Coreia do Sul ensaia resposta a crise com sirenes e abrigos
Habitantes de toda Seul participaram em exercícios de defesa civil, ao som das sirenes e enquanto a polícia libertava as estradas para os veículos de emergência. A população foi encaminhada para estações de metro e abrigos subterrâneos, enquanto, na Câmara Municipal de Seul, os evacuados aprendiam técnicas de primeiros socorros e de reanimação cardiopulmonar.
O exercício integrou o Ulchi Freedom Shield, o treino militar anual conjunto entre os Estados Unidos e a Coreia do Sul, que contou também com demonstrações de meios militares e simuladores de drones para crianças.

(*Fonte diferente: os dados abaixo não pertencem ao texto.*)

//! # Database Error Types
//!
//! Error types for storage operations and the shipment orchestrator.
//!
//! ## Error Flow
//! ```text
//! ┌─────────────────────────────────────────────────────────────┐
//! │  SQLite error (sqlx::Error)                                 │
//! │       │                                                     │
//! │       ▼                                                     │
//! │  DbError ← categorized: busy, constraint, not-found, ...    │
//! │       │                                                     │
//! │       ▼                                                     │
//! │  ShipmentError ← closed set callers can branch on:          │
//! │    Validation | SerialConflict | Storage                    │
//! └─────────────────────────────────────────────────────────────┘
//! ```
//!
//! Validation and conflict errors are recoverable by correcting input;
//! storage errors are opaque and the caller's only recourse is resubmit.

use thiserror::Error;

use challan_core::error::ValidationError;

/// SQLite extended error message for a held write lock.
const SQLITE_BUSY_MESSAGE: &str = "database is locked";

// =============================================================================
// DbError
// =============================================================================

/// Storage operation errors.
#[derive(Debug, Error)]
pub enum DbError {
    /// Entity not found in database.
    #[error("{entity} not found: {id}")]
    NotFound { entity: String, id: String },

    /// Unique constraint violation (duplicate document number, duplicate
    /// serial within a project).
    #[error("duplicate {field}: '{value}' already exists")]
    UniqueViolation { field: String, value: String },

    /// Foreign key constraint violation.
    #[error("foreign key violation: {message}")]
    ForeignKeyViolation { message: String },

    /// The write lock was held past the busy timeout.
    ///
    /// The transaction was rolled back; callers must resubmit.
    #[error("storage busy: write lock not acquired within the timeout")]
    Busy,

    /// Connection pool exhausted (all connections in use).
    #[error("connection pool exhausted")]
    PoolExhausted,

    /// Database connection failed.
    #[error("connection failed: {0}")]
    ConnectionFailed(String),

    /// Migration failed.
    #[error("migration failed: {0}")]
    MigrationFailed(String),

    /// Query execution failed.
    #[error("query failed: {0}")]
    QueryFailed(String),

    /// Document is not in draft status, so the operation is refused.
    #[error("document {id} is not a draft")]
    NotDraft { id: i64 },

    /// Document has no line items, so it cannot be issued.
    #[error("document {id} has no line items")]
    NoLineItems { id: i64 },

    /// A transit line item does not have one serial per unit.
    #[error("line item {line_item_id}: serial count {got} does not match quantity {expected}")]
    SerialCountMismatch {
        line_item_id: i64,
        expected: i64,
        got: i64,
    },

    /// The project has no document-number prefix configured.
    #[error("project {0} has no document number prefix set")]
    PrefixNotSet(i64),

    /// Internal database error.
    #[error("internal database error: {0}")]
    Internal(String),
}

impl DbError {
    /// Creates a NotFound error for a given entity type and id.
    pub fn not_found(entity: impl Into<String>, id: impl ToString) -> Self {
        DbError::NotFound {
            entity: entity.into(),
            id: id.to_string(),
        }
    }
}

/// Convert sqlx errors to DbError.
///
/// SQLite constraint failures arrive as database errors whose message
/// carries the constraint kind; SQLITE_BUSY (the bounded write-lock wait
/// expiring) maps to [`DbError::Busy`].
impl From<sqlx::Error> for DbError {
    fn from(err: sqlx::Error) -> Self {
        match err {
            sqlx::Error::RowNotFound => DbError::NotFound {
                entity: "record".to_string(),
                id: "unknown".to_string(),
            },

            sqlx::Error::Database(db_err) => {
                let msg = db_err.message();

                if msg.contains(SQLITE_BUSY_MESSAGE) {
                    DbError::Busy
                } else if msg.contains("UNIQUE constraint failed") {
                    let field = msg
                        .split("UNIQUE constraint failed: ")
                        .nth(1)
                        .unwrap_or("unknown")
                        .to_string();
                    DbError::UniqueViolation {
                        field,
                        value: "unknown".to_string(),
                    }
                } else if msg.contains("FOREIGN KEY constraint failed") {
                    DbError::ForeignKeyViolation {
                        message: msg.to_string(),
                    }
                } else {
                    DbError::QueryFailed(msg.to_string())
                }
            }

            sqlx::Error::PoolTimedOut => DbError::PoolExhausted,

            sqlx::Error::PoolClosed => DbError::ConnectionFailed("pool is closed".to_string()),

            _ => DbError::Internal(err.to_string()),
        }
    }
}

impl From<sqlx::migrate::MigrateError> for DbError {
    fn from(err: sqlx::migrate::MigrateError) -> Self {
        DbError::MigrationFailed(err.to_string())
    }
}

/// Result type for database operations.
pub type DbResult<T> = Result<T, DbError>;

// =============================================================================
// ShipmentError
// =============================================================================

/// Errors from the shipment orchestrator, as a closed set callers can
/// branch on without substring-matching messages.
#[derive(Debug, Error)]
pub enum ShipmentError {
    /// Deterministic input failure (steps 1–2); nothing was written.
    #[error("validation failed: {0}")]
    Validation(#[from] ValidationError),

    /// A supplied serial already exists in the project (step 3); nothing
    /// was written. Names the serial and its owning document.
    #[error("serial '{serial}' already exists on {dc_number}")]
    SerialConflict {
        serial: String,
        dc_number: String,
        product_name: String,
    },

    /// Transactional failure (steps 4–9); every write was rolled back,
    /// including sequence allocations. Resubmit the whole request.
    #[error("storage error: {0}")]
    Storage(#[from] DbError),
}

// =============================================================================
// Unit Tests
// =============================================================================

#[cfg(test)]
mod tests {
    use super::*;

    #[test]
    fn test_error_messages() {
        let err = DbError::not_found("Project", 42);
        assert_eq!(err.to_string(), "Project not found: 42");

        let err = DbError::SerialCountMismatch {
            line_item_id: 3,
            expected: 6,
            got: 5,
        };
        assert!(err.to_string().contains("serial count 5"));
    }

    #[test]
    fn test_validation_wraps_into_shipment_error() {
        let err = ValidationError::Required {
            field: "challan_date".to_string(),
        };
        let wrapped: ShipmentError = err.into();
        assert!(matches!(wrapped, ShipmentError::Validation(_)));
    }

    #[test]
    fn test_busy_message() {
        assert_eq!(
            DbError::Busy.to_string(),
            "storage busy: write lock not acquired within the timeout"
        );
    }
}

Os cenários deste ano incluíram ameaças com drones, perturbações do GPS e ciberataques.
A componente militar foi, no entanto, reduzida, a pedido do Presidente norte-americano, Donald Trump, que sublinhou manter uma “relação muito boa” com Kim Jong Un. O exercício começou em 17 de agosto e termina agora a 21, com algumas manobras no terreno substituídas por simulações.
O exercício, em versão reduzida, decorre numa altura em que Washington e Seul procuram manter o nível de prontidão, evitando ao mesmo tempo uma nova escalada com Pyongyang. O Presidente Lee Jae-myung afirmou que as medidas de defesa civil visam proteger a população e preservar o quotidiano, e não preparar uma guerra.